[[ INPUT DATA open ]]

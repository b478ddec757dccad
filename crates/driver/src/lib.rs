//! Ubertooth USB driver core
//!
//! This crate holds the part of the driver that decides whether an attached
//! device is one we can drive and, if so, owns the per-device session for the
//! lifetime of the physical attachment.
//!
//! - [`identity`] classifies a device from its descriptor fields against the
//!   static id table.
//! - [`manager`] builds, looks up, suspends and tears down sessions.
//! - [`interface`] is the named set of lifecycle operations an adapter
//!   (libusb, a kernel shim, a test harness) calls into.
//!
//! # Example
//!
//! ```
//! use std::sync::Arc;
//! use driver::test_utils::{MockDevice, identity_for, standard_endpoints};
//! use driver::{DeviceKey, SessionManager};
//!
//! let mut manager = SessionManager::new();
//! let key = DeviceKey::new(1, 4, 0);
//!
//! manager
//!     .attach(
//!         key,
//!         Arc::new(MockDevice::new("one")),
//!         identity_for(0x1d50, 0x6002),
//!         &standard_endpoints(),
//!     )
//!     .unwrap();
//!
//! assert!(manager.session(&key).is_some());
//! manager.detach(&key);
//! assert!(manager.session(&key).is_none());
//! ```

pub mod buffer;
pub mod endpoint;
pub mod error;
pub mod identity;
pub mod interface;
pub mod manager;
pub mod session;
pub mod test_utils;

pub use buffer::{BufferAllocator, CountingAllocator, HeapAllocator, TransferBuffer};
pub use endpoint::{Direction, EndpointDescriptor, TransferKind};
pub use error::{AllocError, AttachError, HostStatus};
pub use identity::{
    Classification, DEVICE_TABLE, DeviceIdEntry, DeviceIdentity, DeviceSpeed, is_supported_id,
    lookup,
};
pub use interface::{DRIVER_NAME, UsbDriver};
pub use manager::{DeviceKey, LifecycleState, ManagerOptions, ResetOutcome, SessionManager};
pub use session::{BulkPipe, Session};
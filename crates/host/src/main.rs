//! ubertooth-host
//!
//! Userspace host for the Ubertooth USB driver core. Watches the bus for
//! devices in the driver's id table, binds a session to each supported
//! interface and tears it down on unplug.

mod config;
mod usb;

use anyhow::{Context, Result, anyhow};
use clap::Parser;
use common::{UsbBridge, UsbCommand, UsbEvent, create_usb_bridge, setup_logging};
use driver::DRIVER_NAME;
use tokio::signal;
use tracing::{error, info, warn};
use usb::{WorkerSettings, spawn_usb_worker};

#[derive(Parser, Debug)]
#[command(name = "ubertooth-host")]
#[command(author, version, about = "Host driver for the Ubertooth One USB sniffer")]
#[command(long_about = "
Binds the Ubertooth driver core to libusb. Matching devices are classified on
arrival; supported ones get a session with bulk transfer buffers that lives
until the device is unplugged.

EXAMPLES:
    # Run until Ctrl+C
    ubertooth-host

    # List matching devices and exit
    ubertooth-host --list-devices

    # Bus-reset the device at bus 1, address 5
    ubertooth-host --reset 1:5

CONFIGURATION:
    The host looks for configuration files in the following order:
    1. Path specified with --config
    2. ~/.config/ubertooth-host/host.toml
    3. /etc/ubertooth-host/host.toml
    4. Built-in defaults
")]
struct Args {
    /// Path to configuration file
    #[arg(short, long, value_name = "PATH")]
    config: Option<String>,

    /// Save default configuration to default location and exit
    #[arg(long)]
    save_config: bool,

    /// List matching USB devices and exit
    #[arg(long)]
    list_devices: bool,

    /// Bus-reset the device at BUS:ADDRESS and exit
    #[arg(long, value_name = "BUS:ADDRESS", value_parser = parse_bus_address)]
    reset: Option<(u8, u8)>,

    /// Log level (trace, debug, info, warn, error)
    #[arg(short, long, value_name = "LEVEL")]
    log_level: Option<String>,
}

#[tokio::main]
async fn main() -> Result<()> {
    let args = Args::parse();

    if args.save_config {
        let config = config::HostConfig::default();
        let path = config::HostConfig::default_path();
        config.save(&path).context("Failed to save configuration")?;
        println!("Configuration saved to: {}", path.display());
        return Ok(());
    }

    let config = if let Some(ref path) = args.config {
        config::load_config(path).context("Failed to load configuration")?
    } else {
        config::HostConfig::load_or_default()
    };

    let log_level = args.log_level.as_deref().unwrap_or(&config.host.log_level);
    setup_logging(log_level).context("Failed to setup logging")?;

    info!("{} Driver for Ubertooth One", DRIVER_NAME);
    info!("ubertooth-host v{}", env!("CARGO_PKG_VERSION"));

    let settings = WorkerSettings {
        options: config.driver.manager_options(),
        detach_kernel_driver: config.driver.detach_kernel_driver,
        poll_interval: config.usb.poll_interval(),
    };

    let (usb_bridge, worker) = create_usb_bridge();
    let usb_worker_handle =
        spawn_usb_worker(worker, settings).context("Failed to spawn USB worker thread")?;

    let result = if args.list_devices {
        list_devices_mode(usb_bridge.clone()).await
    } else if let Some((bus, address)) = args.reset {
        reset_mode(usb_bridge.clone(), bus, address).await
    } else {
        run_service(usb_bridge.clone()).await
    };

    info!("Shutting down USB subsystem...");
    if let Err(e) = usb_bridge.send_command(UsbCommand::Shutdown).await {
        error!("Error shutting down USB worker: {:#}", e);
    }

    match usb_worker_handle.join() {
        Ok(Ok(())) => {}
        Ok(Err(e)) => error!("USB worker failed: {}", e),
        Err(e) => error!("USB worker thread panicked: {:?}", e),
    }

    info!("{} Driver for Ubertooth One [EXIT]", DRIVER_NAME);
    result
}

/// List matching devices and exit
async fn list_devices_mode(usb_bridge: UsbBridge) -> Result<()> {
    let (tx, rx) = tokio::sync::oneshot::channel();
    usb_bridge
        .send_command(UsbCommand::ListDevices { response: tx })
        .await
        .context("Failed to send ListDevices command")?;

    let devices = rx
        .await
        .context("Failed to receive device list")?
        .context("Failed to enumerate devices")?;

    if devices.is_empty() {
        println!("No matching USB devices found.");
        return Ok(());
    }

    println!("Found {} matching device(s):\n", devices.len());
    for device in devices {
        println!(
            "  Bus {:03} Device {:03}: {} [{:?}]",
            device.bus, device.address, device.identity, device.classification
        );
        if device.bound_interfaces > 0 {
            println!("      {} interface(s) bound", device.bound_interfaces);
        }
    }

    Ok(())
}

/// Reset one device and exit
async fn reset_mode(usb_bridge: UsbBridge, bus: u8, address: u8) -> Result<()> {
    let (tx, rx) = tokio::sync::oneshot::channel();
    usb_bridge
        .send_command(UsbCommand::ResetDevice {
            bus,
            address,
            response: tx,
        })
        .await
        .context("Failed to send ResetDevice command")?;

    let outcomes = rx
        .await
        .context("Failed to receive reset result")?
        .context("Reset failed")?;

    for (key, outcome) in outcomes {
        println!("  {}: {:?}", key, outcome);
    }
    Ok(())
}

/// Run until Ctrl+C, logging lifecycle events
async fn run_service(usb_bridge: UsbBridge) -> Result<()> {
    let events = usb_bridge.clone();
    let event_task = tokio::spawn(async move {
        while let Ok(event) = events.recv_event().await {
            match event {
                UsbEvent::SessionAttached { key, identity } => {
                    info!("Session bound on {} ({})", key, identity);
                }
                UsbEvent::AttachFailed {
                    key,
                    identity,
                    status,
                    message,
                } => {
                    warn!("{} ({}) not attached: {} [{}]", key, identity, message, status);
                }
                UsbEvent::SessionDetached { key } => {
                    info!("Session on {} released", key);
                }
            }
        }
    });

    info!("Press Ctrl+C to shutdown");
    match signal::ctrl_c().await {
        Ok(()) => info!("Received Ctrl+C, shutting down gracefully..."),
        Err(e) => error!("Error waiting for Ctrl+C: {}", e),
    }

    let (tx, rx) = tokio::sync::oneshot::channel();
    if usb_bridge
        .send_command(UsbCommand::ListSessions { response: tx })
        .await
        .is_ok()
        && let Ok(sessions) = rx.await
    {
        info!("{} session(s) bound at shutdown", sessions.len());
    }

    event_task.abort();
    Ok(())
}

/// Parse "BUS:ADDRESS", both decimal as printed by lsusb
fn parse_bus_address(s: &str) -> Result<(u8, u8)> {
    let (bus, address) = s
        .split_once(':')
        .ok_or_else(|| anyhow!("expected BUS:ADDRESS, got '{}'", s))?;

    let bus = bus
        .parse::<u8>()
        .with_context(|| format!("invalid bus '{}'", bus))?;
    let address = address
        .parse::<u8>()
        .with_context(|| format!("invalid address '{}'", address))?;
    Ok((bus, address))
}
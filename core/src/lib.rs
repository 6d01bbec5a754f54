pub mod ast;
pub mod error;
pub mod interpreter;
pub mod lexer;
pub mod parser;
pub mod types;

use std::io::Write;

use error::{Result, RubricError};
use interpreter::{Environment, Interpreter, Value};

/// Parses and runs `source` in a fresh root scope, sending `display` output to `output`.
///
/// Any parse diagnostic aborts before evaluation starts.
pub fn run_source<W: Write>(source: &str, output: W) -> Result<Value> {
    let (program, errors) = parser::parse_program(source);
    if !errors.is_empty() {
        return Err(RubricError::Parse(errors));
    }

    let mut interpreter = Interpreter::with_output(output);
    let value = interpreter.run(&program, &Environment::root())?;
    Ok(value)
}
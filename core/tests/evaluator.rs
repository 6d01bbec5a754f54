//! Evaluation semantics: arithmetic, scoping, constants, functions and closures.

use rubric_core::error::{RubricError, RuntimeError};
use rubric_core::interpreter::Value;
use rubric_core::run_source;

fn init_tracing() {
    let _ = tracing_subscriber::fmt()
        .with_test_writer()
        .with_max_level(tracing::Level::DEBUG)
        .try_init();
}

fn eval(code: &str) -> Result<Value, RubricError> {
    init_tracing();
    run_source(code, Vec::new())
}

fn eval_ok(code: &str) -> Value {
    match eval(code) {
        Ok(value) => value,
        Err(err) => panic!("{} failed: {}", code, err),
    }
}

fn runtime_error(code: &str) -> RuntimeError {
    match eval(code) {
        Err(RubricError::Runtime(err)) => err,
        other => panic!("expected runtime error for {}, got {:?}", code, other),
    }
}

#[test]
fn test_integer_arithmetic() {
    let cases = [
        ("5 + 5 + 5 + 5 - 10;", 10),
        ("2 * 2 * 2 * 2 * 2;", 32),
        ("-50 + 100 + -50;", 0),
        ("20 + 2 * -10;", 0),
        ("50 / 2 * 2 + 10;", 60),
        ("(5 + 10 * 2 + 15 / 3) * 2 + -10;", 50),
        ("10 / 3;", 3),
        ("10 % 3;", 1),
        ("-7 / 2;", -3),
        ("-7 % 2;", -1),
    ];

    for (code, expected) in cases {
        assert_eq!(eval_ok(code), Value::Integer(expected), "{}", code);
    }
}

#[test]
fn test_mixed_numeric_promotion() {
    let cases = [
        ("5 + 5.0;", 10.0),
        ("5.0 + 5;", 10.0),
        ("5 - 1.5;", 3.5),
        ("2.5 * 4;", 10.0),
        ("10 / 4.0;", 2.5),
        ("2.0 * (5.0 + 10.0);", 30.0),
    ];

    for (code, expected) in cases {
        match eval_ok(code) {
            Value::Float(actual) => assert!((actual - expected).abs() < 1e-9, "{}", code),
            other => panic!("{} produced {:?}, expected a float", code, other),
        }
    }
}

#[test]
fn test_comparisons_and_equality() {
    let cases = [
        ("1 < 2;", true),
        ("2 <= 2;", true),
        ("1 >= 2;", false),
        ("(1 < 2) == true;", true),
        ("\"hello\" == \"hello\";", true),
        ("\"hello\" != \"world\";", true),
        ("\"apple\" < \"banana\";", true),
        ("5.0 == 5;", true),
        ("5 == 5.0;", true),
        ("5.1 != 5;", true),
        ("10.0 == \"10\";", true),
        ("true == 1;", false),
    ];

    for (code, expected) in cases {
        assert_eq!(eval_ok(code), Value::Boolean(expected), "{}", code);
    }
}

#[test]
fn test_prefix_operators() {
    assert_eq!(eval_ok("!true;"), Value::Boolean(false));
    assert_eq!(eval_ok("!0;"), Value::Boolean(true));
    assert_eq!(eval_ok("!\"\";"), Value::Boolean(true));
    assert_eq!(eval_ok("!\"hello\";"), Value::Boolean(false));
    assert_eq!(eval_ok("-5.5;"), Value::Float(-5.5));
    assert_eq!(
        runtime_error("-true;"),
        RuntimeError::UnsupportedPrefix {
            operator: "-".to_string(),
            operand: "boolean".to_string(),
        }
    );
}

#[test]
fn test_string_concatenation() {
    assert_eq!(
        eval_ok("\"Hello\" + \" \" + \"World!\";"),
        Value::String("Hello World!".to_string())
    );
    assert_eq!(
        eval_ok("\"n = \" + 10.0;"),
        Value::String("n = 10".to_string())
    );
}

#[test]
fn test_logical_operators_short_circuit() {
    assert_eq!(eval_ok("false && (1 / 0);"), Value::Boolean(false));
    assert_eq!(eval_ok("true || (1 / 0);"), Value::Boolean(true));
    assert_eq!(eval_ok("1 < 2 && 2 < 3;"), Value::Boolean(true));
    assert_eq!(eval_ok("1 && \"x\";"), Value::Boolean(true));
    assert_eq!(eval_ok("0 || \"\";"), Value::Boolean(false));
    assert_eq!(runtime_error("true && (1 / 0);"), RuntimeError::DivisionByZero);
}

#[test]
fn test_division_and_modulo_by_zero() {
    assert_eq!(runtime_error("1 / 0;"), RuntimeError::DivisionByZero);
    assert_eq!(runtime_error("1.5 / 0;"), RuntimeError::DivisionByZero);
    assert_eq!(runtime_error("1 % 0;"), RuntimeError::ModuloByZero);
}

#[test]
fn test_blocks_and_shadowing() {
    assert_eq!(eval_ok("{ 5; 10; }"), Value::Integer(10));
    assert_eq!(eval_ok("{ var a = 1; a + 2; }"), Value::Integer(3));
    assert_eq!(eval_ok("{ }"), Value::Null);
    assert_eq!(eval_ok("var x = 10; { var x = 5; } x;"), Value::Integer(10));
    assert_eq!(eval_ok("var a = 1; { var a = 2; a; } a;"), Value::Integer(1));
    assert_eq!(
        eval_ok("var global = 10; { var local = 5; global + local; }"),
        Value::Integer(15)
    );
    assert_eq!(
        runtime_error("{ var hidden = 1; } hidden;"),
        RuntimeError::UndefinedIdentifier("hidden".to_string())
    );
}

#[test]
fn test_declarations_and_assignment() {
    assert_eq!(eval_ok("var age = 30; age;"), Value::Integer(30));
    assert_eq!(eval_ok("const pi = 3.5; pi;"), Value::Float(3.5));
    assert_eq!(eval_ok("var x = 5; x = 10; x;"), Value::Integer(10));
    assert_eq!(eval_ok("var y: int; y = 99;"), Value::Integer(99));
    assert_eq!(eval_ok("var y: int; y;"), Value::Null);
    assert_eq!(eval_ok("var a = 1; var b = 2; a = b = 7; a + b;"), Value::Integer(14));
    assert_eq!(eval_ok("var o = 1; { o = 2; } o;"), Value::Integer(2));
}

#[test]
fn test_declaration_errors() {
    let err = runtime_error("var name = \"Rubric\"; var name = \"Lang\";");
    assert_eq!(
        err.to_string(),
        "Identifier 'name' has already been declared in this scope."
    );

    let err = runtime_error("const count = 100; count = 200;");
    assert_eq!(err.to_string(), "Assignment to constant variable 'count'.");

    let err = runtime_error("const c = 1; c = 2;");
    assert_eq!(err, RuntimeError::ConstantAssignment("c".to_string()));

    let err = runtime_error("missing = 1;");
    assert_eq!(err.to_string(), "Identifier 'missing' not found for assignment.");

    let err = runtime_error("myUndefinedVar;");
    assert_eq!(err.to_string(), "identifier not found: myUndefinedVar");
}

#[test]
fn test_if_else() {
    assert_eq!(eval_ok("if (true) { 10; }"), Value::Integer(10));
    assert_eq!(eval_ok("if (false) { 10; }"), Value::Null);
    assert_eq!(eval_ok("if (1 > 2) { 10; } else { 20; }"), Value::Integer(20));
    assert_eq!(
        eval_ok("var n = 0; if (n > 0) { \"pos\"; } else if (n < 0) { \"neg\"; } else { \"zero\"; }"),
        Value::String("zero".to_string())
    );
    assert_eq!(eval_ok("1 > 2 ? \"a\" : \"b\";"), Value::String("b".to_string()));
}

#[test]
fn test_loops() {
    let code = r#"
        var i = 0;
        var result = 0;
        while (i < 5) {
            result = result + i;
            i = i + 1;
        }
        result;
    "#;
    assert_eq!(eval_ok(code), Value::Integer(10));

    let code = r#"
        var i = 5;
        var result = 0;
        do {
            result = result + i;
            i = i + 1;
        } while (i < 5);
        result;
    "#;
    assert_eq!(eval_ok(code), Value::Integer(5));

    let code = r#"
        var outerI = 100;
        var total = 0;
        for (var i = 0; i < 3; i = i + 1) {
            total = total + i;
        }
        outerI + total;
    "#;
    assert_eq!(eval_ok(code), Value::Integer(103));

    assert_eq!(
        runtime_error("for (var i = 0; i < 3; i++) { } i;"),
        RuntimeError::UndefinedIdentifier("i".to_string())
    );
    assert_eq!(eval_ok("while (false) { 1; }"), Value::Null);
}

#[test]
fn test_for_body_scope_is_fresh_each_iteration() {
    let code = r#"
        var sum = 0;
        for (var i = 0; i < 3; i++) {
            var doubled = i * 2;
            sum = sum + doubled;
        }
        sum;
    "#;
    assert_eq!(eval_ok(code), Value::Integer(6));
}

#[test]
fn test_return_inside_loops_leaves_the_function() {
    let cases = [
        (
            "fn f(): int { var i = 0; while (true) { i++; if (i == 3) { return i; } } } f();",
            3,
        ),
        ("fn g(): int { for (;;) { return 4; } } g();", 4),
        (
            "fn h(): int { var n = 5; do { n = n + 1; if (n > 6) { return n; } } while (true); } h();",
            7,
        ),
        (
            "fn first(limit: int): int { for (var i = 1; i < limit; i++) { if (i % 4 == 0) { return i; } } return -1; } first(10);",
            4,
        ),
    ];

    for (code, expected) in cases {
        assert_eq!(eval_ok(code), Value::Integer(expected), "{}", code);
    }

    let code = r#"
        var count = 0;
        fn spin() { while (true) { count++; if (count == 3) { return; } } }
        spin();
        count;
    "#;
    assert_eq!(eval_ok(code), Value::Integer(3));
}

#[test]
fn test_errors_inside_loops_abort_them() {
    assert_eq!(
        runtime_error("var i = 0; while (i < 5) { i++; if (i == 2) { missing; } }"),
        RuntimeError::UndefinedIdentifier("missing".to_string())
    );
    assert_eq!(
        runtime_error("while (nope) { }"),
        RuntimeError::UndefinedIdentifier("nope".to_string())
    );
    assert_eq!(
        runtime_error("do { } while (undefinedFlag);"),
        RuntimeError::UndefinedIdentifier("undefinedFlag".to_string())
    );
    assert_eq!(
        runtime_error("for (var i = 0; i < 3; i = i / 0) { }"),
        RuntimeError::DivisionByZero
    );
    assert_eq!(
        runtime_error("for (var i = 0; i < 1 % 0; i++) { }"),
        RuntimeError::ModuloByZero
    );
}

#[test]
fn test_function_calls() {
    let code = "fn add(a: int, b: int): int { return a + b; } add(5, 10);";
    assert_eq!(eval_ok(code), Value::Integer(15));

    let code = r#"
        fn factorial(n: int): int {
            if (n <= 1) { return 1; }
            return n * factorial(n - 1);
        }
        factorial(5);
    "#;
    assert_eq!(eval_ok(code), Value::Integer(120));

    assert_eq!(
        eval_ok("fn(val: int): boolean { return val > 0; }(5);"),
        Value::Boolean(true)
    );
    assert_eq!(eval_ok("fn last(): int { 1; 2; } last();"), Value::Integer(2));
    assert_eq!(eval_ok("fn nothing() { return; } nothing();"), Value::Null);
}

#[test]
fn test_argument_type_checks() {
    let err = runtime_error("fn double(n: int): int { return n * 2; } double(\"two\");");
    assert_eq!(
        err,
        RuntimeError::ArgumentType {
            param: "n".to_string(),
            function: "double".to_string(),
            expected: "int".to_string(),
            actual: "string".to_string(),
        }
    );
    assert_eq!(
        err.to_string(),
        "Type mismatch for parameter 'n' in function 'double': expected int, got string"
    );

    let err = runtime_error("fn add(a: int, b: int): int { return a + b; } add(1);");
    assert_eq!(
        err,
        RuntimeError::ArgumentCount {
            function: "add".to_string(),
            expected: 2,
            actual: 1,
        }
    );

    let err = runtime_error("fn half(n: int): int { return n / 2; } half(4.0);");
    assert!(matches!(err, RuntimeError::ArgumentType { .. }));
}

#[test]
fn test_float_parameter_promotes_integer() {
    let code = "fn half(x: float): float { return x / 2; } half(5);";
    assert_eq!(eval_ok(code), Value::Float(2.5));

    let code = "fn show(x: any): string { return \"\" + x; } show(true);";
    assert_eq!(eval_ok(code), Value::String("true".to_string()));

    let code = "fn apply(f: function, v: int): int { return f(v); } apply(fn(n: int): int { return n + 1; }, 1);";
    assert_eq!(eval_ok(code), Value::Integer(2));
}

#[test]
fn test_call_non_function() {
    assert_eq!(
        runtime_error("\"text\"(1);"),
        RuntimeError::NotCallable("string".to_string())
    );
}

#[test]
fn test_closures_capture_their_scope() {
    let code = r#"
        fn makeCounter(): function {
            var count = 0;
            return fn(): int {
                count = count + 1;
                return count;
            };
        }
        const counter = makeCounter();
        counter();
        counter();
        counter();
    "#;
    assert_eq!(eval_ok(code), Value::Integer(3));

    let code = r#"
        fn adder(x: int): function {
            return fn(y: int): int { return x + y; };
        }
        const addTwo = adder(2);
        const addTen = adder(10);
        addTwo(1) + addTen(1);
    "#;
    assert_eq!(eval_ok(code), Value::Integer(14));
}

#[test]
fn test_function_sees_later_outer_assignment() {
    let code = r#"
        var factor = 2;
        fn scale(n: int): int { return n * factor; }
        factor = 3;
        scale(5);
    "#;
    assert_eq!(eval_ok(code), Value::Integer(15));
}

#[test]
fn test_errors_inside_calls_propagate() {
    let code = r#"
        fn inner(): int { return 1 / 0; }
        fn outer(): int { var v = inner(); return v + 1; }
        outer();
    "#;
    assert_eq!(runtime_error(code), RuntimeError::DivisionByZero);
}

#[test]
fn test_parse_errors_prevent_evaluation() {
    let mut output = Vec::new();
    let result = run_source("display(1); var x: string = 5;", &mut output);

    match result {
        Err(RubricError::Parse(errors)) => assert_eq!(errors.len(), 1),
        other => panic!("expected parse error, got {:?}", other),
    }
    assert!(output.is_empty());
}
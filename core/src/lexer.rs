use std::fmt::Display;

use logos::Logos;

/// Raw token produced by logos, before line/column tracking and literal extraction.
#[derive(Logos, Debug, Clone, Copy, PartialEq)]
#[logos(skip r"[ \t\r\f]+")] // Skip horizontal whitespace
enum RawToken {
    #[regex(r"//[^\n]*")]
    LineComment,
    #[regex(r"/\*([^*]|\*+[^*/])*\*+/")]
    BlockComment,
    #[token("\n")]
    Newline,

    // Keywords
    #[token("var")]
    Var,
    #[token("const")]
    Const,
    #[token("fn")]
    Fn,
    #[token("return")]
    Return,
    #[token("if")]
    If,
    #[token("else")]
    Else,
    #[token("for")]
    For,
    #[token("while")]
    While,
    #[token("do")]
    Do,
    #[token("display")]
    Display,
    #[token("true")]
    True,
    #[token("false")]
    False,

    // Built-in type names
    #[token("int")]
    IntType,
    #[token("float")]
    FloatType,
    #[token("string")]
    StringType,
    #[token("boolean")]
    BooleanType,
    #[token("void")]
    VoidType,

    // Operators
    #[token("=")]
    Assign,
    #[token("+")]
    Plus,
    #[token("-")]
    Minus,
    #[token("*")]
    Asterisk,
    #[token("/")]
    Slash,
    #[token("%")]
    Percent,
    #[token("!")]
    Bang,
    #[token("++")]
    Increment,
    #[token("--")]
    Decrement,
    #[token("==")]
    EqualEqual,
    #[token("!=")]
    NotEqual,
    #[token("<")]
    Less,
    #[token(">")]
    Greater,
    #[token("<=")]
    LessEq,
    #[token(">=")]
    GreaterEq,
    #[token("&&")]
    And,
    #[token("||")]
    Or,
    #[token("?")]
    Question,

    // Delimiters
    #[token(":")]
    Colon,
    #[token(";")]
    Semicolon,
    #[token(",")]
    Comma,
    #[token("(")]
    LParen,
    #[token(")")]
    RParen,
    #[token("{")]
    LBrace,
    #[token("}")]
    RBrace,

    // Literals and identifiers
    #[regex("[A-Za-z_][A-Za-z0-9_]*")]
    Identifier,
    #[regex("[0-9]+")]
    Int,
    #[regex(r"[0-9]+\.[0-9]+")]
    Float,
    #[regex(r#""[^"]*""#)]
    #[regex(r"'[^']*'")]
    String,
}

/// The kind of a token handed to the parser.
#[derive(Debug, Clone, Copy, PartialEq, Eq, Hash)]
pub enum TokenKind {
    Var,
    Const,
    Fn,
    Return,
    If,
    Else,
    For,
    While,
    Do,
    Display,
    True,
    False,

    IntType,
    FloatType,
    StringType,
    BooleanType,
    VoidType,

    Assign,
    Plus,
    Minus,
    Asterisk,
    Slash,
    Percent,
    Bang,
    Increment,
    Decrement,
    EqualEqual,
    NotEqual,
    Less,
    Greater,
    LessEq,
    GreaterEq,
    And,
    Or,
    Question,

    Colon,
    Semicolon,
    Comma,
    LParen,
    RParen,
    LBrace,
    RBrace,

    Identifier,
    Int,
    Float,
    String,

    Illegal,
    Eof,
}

[[ INPUT DATA closed ]]

AIM OF THE EXERCISE :: Pull every line containing the word "DivisionByZero" out of the material.

SOLVED EXERCISE ::
    assert_eq!(runtime_error("true && (1 / 0);"), RuntimeError::DivisionByZero);
    assert_eq!(runtime_error("1 / 0;"), RuntimeError::DivisionByZero);
    assert_eq!(runtime_error("1.5 / 0;"), RuntimeError::DivisionByZero);
        RuntimeError::DivisionByZero
    assert_eq!(runtime_error(code), RuntimeError::DivisionByZero);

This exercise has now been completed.